Both drugs came to market within months of each other (alirocumab FDA-approved July 2015, evolocumab August 2015), and their key outcome trials enrolled similar but not identical populations. No sponsor has funded a direct randomized comparison. Prescribers and payers therefore rely on cross-trial indirect comparisons, network meta-analyses, and real-world switching data.

The Indirect-Comparison Problem

Cross-trial comparisons are confounded by baseline LDL-C differences, statin intensity distributions, and geographic enrollment patterns. FOURIER enrolled patients with established atherosclerotic cardiovascular disease on statin therapy with LDL-C at least 70 mg/dL, while ODYSSEY OUTCOMES required a recent acute coronary syndrome (within 1 to 12 months) and LDL-C at least 70 mg/dL (or non-HDL-C at least 100 mg/dL) on high-intensity statin. These distinctions matter when interpreting subgroup data.

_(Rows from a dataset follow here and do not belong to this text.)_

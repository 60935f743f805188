use thiserror::Error;

/// The engine's error surface (spec §6/§7). `Panic`-class failures latch the
/// store: once raised, every subsequent call returns the same error back
/// until the store is reopened.
#[derive(Debug, Error, Clone)]
pub enum StorageError {
    #[error("file corrupt: {0}")]
    FileCorrupt(String),

    #[error("chunk {0} not found")]
    ChunkNotFound(u32),

    #[error("unsupported format {found} (supported [{min}..{max}])")]
    UnsupportedFormat { found: u32, min: u32, max: u32 },

    #[error("file locked")]
    FileLocked,

    #[error("writing failed: {0}")]
    WritingFailed(String),

    #[error("reading failed: {0}")]
    ReadingFailed(String),

    #[error("store is closed")]
    Closed,

    #[error("internal error: {0}")]
    Internal(String),

    #[error("illegal argument: {0}")]
    IllegalArgument(String),

    /// The store panicked earlier; this is the latched error re-raised on
    /// every subsequent public call.
    #[error("store panicked: {0}")]
    Panic(String),
}

impl From<std::io::Error> for StorageError {
    fn from(error: std::io::Error) -> Self {
        StorageError::ReadingFailed(error.to_string())
    }
}

pub type Result<T> = std::result::Result<T, StorageError>;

What Network Meta-Analyses Show

A 2019 network meta-analysis published in the Journal of the American Heart Association (N=49,218 across 5 outcome trials) found no statistically significant difference in MACE reduction between evolocumab and alirocumab when compared against a common placebo arm. The pooled odds ratio for major cardiovascular events was 0.84 (95% CI 0.78 to 0.90) for evolocumab and 0.86 (95% CI 0.79 to 0.93) for alirocumab, with overlapping confidence intervals (1).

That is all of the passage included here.